Supplied material:
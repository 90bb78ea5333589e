//! Explicit service registration.
//!
//! Handlers are bound to service ids and route paths at startup through
//! this registry; lookup never involves runtime type scanning.

use std::future::Future;
use std::pin::Pin;
use std::sync::Arc;

use dashmap::DashMap;

use stratus_core::{CallContext, CallEnvelope, ServiceError, PING_SERVICE_ID};

/// Trait for local service handlers.
///
/// A handler receives the reconstructed per-call context (attachments,
/// correlation id, opaque service key) and the call envelope, and produces
/// a result payload or a [`ServiceError`] whose causal chain is surfaced to
/// the caller.
pub trait ServiceHandler: Send + Sync + 'static {
    /// Execute one call.
    fn invoke(
        &self,
        ctx: CallContext,
        call: CallEnvelope,
    ) -> Pin<Box<dyn Future<Output = Result<Vec<u8>, ServiceError>> + Send + '_>>;
}

struct FnHandler<F>(F);

impl<F, Fut> ServiceHandler for FnHandler<F>
where
    F: Fn(CallContext, CallEnvelope) -> Fut + Send + Sync + 'static,
    Fut: Future<Output = Result<Vec<u8>, ServiceError>> + Send + 'static,
{
    fn invoke(
        &self,
        ctx: CallContext,
        call: CallEnvelope,
    ) -> Pin<Box<dyn Future<Output = Result<Vec<u8>, ServiceError>> + Send + '_>> {
        Box::pin((self.0)(ctx, call))
    }
}

/// Wrap an async closure as a [`ServiceHandler`].
///
/// ## Example
///
/// ```rust
/// use stratus_dispatch::handler_fn;
///
/// let echo = handler_fn(|_ctx, call: stratus_core::CallEnvelope| async move {
///     Ok(call.parameter("payload").unwrap_or_default().to_vec())
/// });
/// # drop(echo);
/// ```
pub fn handler_fn<F, Fut>(f: F) -> Arc<dyn ServiceHandler>
where
    F: Fn(CallContext, CallEnvelope) -> Fut + Send + Sync + 'static,
    Fut: Future<Output = Result<Vec<u8>, ServiceError>> + Send + 'static,
{
    Arc::new(FnHandler(f))
}

/// Registration record binding a service id and route path to a handler
/// and its execution policy. Read-only once registered.
pub struct ServiceEntry {
    id: String,
    route_path: String,
    wait_for_execution: bool,
    handler: Arc<dyn ServiceHandler>,
}

impl ServiceEntry {
    /// Create an entry that replies after the handler completes.
    #[must_use]
    pub fn new(
        id: impl Into<String>,
        route_path: impl Into<String>,
        handler: Arc<dyn ServiceHandler>,
    ) -> Self {
        Self {
            id: id.into(),
            route_path: route_path.into(),
            wait_for_execution: true,
            handler,
        }
    }

    /// Switch the entry to fire-and-forget: the caller is acknowledged
    /// before the handler runs.
    #[must_use]
    pub fn fire_and_forget(mut self) -> Self {
        self.wait_for_execution = false;
        self
    }

    /// The service id.
    #[must_use]
    pub fn id(&self) -> &str {
        &self.id
    }

    /// The route path.
    #[must_use]
    pub fn route_path(&self) -> &str {
        &self.route_path
    }

    /// Whether the reply waits for handler completion.
    #[must_use]
    pub fn wait_for_execution(&self) -> bool {
        self.wait_for_execution
    }

    /// The handler.
    #[must_use]
    pub fn handler(&self) -> &Arc<dyn ServiceHandler> {
        &self.handler
    }
}

/// Registry of local service entries, addressable by id or route path.
///
/// The built-in ping entry answering health probes is registered on
/// construction.
pub struct ServiceRegistry {
    by_id: DashMap<String, Arc<ServiceEntry>>,
    by_route: DashMap<String, Arc<ServiceEntry>>,
}

impl ServiceRegistry {
    /// Create a registry with the built-in ping entry.
    #[must_use]
    pub fn new() -> Self {
        let registry = Self {
            by_id: DashMap::new(),
            by_route: DashMap::new(),
        };
        registry.register(ServiceEntry::new(
            PING_SERVICE_ID,
            "/_ping",
            handler_fn(|_ctx, _call| async { Ok(Vec::new()) }),
        ));
        registry
    }

    /// Register an entry, replacing any previous one under the same id or
    /// route.
    pub fn register(&self, entry: ServiceEntry) {
        let entry = Arc::new(entry);
        self.by_id.insert(entry.id().to_string(), entry.clone());
        self.by_route
            .insert(entry.route_path().to_string(), entry);
    }

    /// Look up an entry by service id.
    #[must_use]
    pub fn lookup_id(&self, service_id: &str) -> Option<Arc<ServiceEntry>> {
        self.by_id.get(service_id).map(|e| e.clone())
    }

    /// Look up an entry by route path.
    #[must_use]
    pub fn lookup_route(&self, route_path: &str) -> Option<Arc<ServiceEntry>> {
        self.by_route.get(route_path).map(|e| e.clone())
    }

    /// Look up by id, falling back to route path.
    #[must_use]
    pub fn lookup(&self, key: &str) -> Option<Arc<ServiceEntry>> {
        self.lookup_id(key).or_else(|| self.lookup_route(key))
    }
}

impl Default for ServiceRegistry {
    fn default() -> Self {
        Self::new()
    }
}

Work to be completed: The required result is an identical copy of the records above.

Finished exercise:
repository 90bb78ea5333589e
//! Explicit service registration.
//!
//! Handlers are bound to service ids and route paths at startup through
//! this registry; lookup never involves runtime type scanning.

use std::future::Future;
use std::pin::Pin;
use std::sync::Arc;

use dashmap::DashMap;

use stratus_core::{CallContext, CallEnvelope, ServiceError, PING_SERVICE_ID};

/// Trait for local service handlers.
///
/// A handler receives the reconstructed per-call context (attachments,
/// correlation id, opaque service key) and the call envelope, and produces
/// a result payload or a [`ServiceError`] whose causal chain is surfaced to
/// the caller.
pub trait ServiceHandler: Send + Sync + 'static {
    /// Execute one call.
    fn invoke(
        &self,
        ctx: CallContext,
        call: CallEnvelope,
    ) -> Pin<Box<dyn Future<Output = Result<Vec<u8>, ServiceError>> + Send + '_>>;
}

struct FnHandler<F>(F);

impl<F, Fut> ServiceHandler for FnHandler<F>
where
    F: Fn(CallContext, CallEnvelope) -> Fut + Send + Sync + 'static,
    Fut: Future<Output = Result<Vec<u8>, ServiceError>> + Send + 'static,
{
    fn invoke(
        &self,
        ctx: CallContext,
        call: CallEnvelope,
    ) -> Pin<Box<dyn Future<Output = Result<Vec<u8>, ServiceError>> + Send + '_>> {
        Box::pin((self.0)(ctx, call))
    }
}

/// Wrap an async closure as a [`ServiceHandler`].
///
/// ## Example
///
/// ```rust
/// use stratus_dispatch::handler_fn;
///
/// let echo = handler_fn(|_ctx, call: stratus_core::CallEnvelope| async move {
///     Ok(call.parameter("payload").unwrap_or_default().to_vec())
/// });
/// # drop(echo);
/// ```
pub fn handler_fn<F, Fut>(f: F) -> Arc<dyn ServiceHandler>
where
    F: Fn(CallContext, CallEnvelope) -> Fut + Send + Sync + 'static,
    Fut: Future<Output = Result<Vec<u8>, ServiceError>> + Send + 'static,
{
    Arc::new(FnHandler(f))
}

/// Registration record binding a service id and route path to a handler
/// and its execution policy. Read-only once registered.
pub struct ServiceEntry {
    id: String,
    route_path: String,
    wait_for_execution: bool,
    handler: Arc<dyn ServiceHandler>,
}

impl ServiceEntry {
    /// Create an entry that replies after the handler completes.
    #[must_use]
    pub fn new(
        id: impl Into<String>,
        route_path: impl Into<String>,
        handler: Arc<dyn ServiceHandler>,
    ) -> Self {
        Self {
            id: id.into(),
            route_path: route_path.into(),
            wait_for_execution: true,
            handler,
        }
    }

    /// Switch the entry to fire-and-forget: the caller is acknowledged
    /// before the handler runs.
    #[must_use]
    pub fn fire_and_forget(mut self) -> Self {
        self.wait_for_execution = false;
        self
    }

    /// The service id.
    #[must_use]
    pub fn id(&self) -> &str {
        &self.id
    }

    /// The route path.
    #[must_use]
    pub fn route_path(&self) -> &str {
        &self.route_path
    }

    /// Whether the reply waits for handler completion.
    #[must_use]
    pub fn wait_for_execution(&self) -> bool {
        self.wait_for_execution
    }

    /// The handler.
    #[must_use]
    pub fn handler(&self) -> &Arc<dyn ServiceHandler> {
        &self.handler
    }
}

/// Registry of local service entries, addressable by id or route path.
///
/// The built-in ping entry answering health probes is registered on
/// construction.
pub struct ServiceRegistry {
    by_id: DashMap<String, Arc<ServiceEntry>>,
    by_route: DashMap<String, Arc<ServiceEntry>>,
}

impl ServiceRegistry {
    /// Create a registry with the built-in ping entry.
    #[must_use]
    pub fn new() -> Self {
        let registry = Self {
            by_id: DashMap::new(),
            by_route: DashMap::new(),
        };
        registry.register(ServiceEntry::new(
            PING_SERVICE_ID,
            "/_ping",
            handler_fn(|_ctx, _call| async { Ok(Vec::new()) }),
        ));
        registry
    }

    /// Register an entry, replacing any previous one under the same id or
    /// route.
    pub fn register(&self, entry: ServiceEntry) {
        let entry = Arc::new(entry);
        self.by_id.insert(entry.id().to_string(), entry.clone());
        self.by_route
            .insert(entry.route_path().to_string(), entry);
    }

    /// Look up an entry by service id.
    #[must_use]
    pub fn lookup_id(&self, service_id: &str) -> Option<Arc<ServiceEntry>> {
        self.by_id.get(service_id).map(|e| e.clone())
    }

    /// Look up an entry by route path.
    #[must_use]
    pub fn lookup_route(&self, route_path: &str) -> Option<Arc<ServiceEntry>> {
        self.by_route.get(route_path).map(|e| e.clone())
    }

    /// Look up by id, falling back to route path.
    #[must_use]
    pub fn lookup(&self, key: &str) -> Option<Arc<ServiceEntry>> {
        self.lookup_id(key).or_else(|| self.lookup_route(key))
    }
}

impl Default for ServiceRegistry {
    fn default() -> Self {
        Self::new()
    }
}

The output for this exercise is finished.